═══ Data section ═══
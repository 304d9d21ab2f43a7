use crate::{
    error::AppError,
    models::{Major, Role, Session, Student, StudentForm, User},
};
use async_trait::async_trait;
use chrono::{DateTime, Utc};
use sqlx::PgPool;
use std::sync::Arc;
use uuid::Uuid;

/// Repository Trait
///
/// Defines the abstract contract for all persistence operations, allowing the
/// service layer to interact with storage without knowing the concrete backend
/// (Postgres in production, in-memory mocks in tests).
///
/// **Send + Sync + async_trait** are required to make the trait object
/// (`Arc<dyn Repository>`) safely shareable across Axum's task boundaries.
#[async_trait]
pub trait Repository: Send + Sync {
    // --- Credential Store ---
    // Rejects a duplicate username with Error(DuplicateUsername); the existing
    // row is never overwritten.
    async fn create_user(
        &self,
        username: &str,
        password_hash: &str,
        role: Role,
    ) -> Result<User, AppError>;
    async fn get_user(&self, id: Uuid) -> Result<Option<User>, AppError>;
    async fn get_user_by_username(&self, username: &str) -> Result<Option<User>, AppError>;

    // --- Sessions ---
    async fn create_session(
        &self,
        user_id: Uuid,
        expires_at: DateTime<Utc>,
    ) -> Result<Session, AppError>;
    async fn get_session(&self, id: Uuid) -> Result<Option<Session>, AppError>;
    // Returns true if a row was deleted, false if it was already gone.
    async fn delete_session(&self, id: Uuid) -> Result<bool, AppError>;

    // --- Academic Catalog (read-only) ---
    // Ordered by name ascending; feeds both display and form population.
    async fn list_majors(&self) -> Result<Vec<Major>, AppError>;
    async fn get_major(&self, id: i32) -> Result<Option<Major>, AppError>;
    async fn students_of_major(&self, major_id: i32) -> Result<Vec<Student>, AppError>;

    // --- Student Registry ---
    async fn list_students(&self) -> Result<Vec<Student>, AppError>;
    async fn get_student(&self, student_id: i32) -> Result<Option<Student>, AppError>;
    async fn insert_student(&self, form: &StudentForm) -> Result<Student, AppError>;
    // Overwrites every field, including the primary key itself. Returns None
    // when no row matched the old id.
    async fn update_student(
        &self,
        student_id: i32,
        form: &StudentForm,
    ) -> Result<Option<Student>, AppError>;
    async fn delete_student(&self, student_id: i32) -> Result<bool, AppError>;
}

/// RepositoryState
///
/// The concrete type used to share the persistence layer across the application state.
pub type RepositoryState = Arc<dyn Repository>;

/// PostgresRepository
///
/// The concrete implementation of the `Repository` trait, backed by PostgreSQL.
pub struct PostgresRepository {
    pool: PgPool,
}

impl PostgresRepository {
    /// Creates a new repository instance using the initialized connection pool.
    pub fn new(pool: PgPool) -> Self {
        Self { pool }
    }
}

/// True when the error is a unique-constraint violation, which the callers
/// translate into a domain error instead of a 500.
fn is_unique_violation(e: &sqlx::Error) -> bool {
    matches!(e, sqlx::Error::Database(db) if db.is_unique_violation())
}

#[async_trait]
impl Repository for PostgresRepository {
    async fn create_user(
        &self,
        username: &str,
        password_hash: &str,
        role: Role,
    ) -> Result<User, AppError> {
        sqlx::query_as::<_, User>(
            r#"INSERT INTO users (id, username, password_hash, role)
               VALUES ($1, $2, $3, $4)
               RETURNING id, username, password_hash, role"#,
        )
        .bind(Uuid::new_v4())
        .bind(username)
        .bind(password_hash)
        .bind(role)
        .fetch_one(&self.pool)
        .await
        .map_err(|e| {
            if is_unique_violation(&e) {
                AppError::DuplicateUsername
            } else {
                AppError::Database(e)
            }
        })
    }

    async fn get_user(&self, id: Uuid) -> Result<Option<User>, AppError> {
        let user = sqlx::query_as::<_, User>(
            "SELECT id, username, password_hash, role FROM users WHERE id = $1",
        )
        .bind(id)
        .fetch_optional(&self.pool)
        .await?;
        Ok(user)
    }

    async fn get_user_by_username(&self, username: &str) -> Result<Option<User>, AppError> {
        // Case-sensitive exact match: the unique index is on the raw value.
        let user = sqlx::query_as::<_, User>(
            "SELECT id, username, password_hash, role FROM users WHERE username = $1",
        )
        .bind(username)
        .fetch_optional(&self.pool)
        .await?;
        Ok(user)
    }

    async fn create_session(
        &self,
        user_id: Uuid,
        expires_at: DateTime<Utc>,
    ) -> Result<Session, AppError> {
        let session = sqlx::query_as::<_, Session>(
            r#"INSERT INTO sessions (id, user_id, expires_at)
               VALUES ($1, $2, $3)
               RETURNING id, user_id, expires_at, created_at"#,
        )
        .bind(Uuid::new_v4())
        .bind(user_id)
        .bind(expires_at)
        .fetch_one(&self.pool)
        .await?;
        Ok(session)
    }

    async fn get_session(&self, id: Uuid) -> Result<Option<Session>, AppError> {
        let session = sqlx::query_as::<_, Session>(
            "SELECT id, user_id, expires_at, created_at FROM sessions WHERE id = $1",
        )
        .bind(id)
        .fetch_optional(&self.pool)
        .await?;
        Ok(session)
    }

    async fn delete_session(&self, id: Uuid) -> Result<bool, AppError> {
        let result = sqlx::query("DELETE FROM sessions WHERE id = $1")
            .bind(id)
            .execute(&self.pool)
            .await?;
        Ok(result.rows_affected() > 0)
    }

    async fn list_majors(&self) -> Result<Vec<Major>, AppError> {
        let majors = sqlx::query_as::<_, Major>("SELECT id, name FROM majors ORDER BY name ASC")
            .fetch_all(&self.pool)
            .await?;
        Ok(majors)
    }

    async fn get_major(&self, id: i32) -> Result<Option<Major>, AppError> {
        let major = sqlx::query_as::<_, Major>("SELECT id, name FROM majors WHERE id = $1")
            .bind(id)
            .fetch_optional(&self.pool)
            .await?;
        Ok(major)
    }

    async fn students_of_major(&self, major_id: i32) -> Result<Vec<Student>, AppError> {
        let students = sqlx::query_as::<_, Student>(
            r#"SELECT student_id, name, gender, birthday, age, major_id
               FROM basicinfo
               WHERE major_id = $1
               ORDER BY student_id ASC"#,
        )
        .bind(major_id)
        .fetch_all(&self.pool)
        .await?;
        Ok(students)
    }

    async fn list_students(&self) -> Result<Vec<Student>, AppError> {
        let students = sqlx::query_as::<_, Student>(
            r#"SELECT student_id, name, gender, birthday, age, major_id
               FROM basicinfo
               ORDER BY student_id ASC"#,
        )
        .fetch_all(&self.pool)
        .await?;
        Ok(students)
    }

    async fn get_student(&self, student_id: i32) -> Result<Option<Student>, AppError> {
        let student = sqlx::query_as::<_, Student>(
            r#"SELECT student_id, name, gender, birthday, age, major_id
               FROM basicinfo
               WHERE student_id = $1"#,
        )
        .bind(student_id)
        .fetch_optional(&self.pool)
        .await?;
        Ok(student)
    }

    async fn insert_student(&self, form: &StudentForm) -> Result<Student, AppError> {
        sqlx::query_as::<_, Student>(
            r#"INSERT INTO basicinfo (student_id, name, gender, birthday, age, major_id)
               VALUES ($1, $2, $3, $4, $5, $6)
               RETURNING student_id, name, gender, birthday, age, major_id"#,
        )
        .bind(form.student_id)
        .bind(&form.name)
        .bind(form.gender)
        .bind(form.birthday)
        .bind(form.age)
        .bind(form.major_id)
        .fetch_one(&self.pool)
        .await
        .map_err(|e| {
            if is_unique_violation(&e) {
                AppError::validation("student_id", "a student with this id already exists")
            } else {
                AppError::Database(e)
            }
        })
    }

    async fn update_student(
        &self,
        student_id: i32,
        form: &StudentForm,
    ) -> Result<Option<Student>, AppError> {
        // A single statement keyed on the old id: the rename and the field
        // overwrite either happen together or not at all. Renaming onto an
        // occupied id trips the primary-key index rather than losing a row.
        sqlx::query_as::<_, Student>(
            r#"UPDATE basicinfo
               SET student_id = $2, name = $3, gender = $4, birthday = $5, age = $6, major_id = $7
               WHERE student_id = $1
               RETURNING student_id, name, gender, birthday, age, major_id"#,
        )
        .bind(student_id)
        .bind(form.student_id)
        .bind(&form.name)
        .bind(form.gender)
        .bind(form.birthday)
        .bind(form.age)
        .bind(form.major_id)
        .fetch_optional(&self.pool)
        .await
        .map_err(|e| {
            if is_unique_violation(&e) {
                AppError::validation("student_id", "a student with this id already exists")
            } else {
                AppError::Database(e)
            }
        })
    }

    async fn delete_student(&self, student_id: i32) -> Result<bool, AppError> {
        let result = sqlx::query("DELETE FROM basicinfo WHERE student_id = $1")
            .bind(student_id)
            .execute(&self.pool)
            .await?;
        Ok(result.rows_affected() > 0)
    }
}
═══
What lines of the listing contain the word "field"? Copy them all.

    // Overwrites every field, including the primary key itself. Returns None
        // A single statement keyed on the old id: the rename and the field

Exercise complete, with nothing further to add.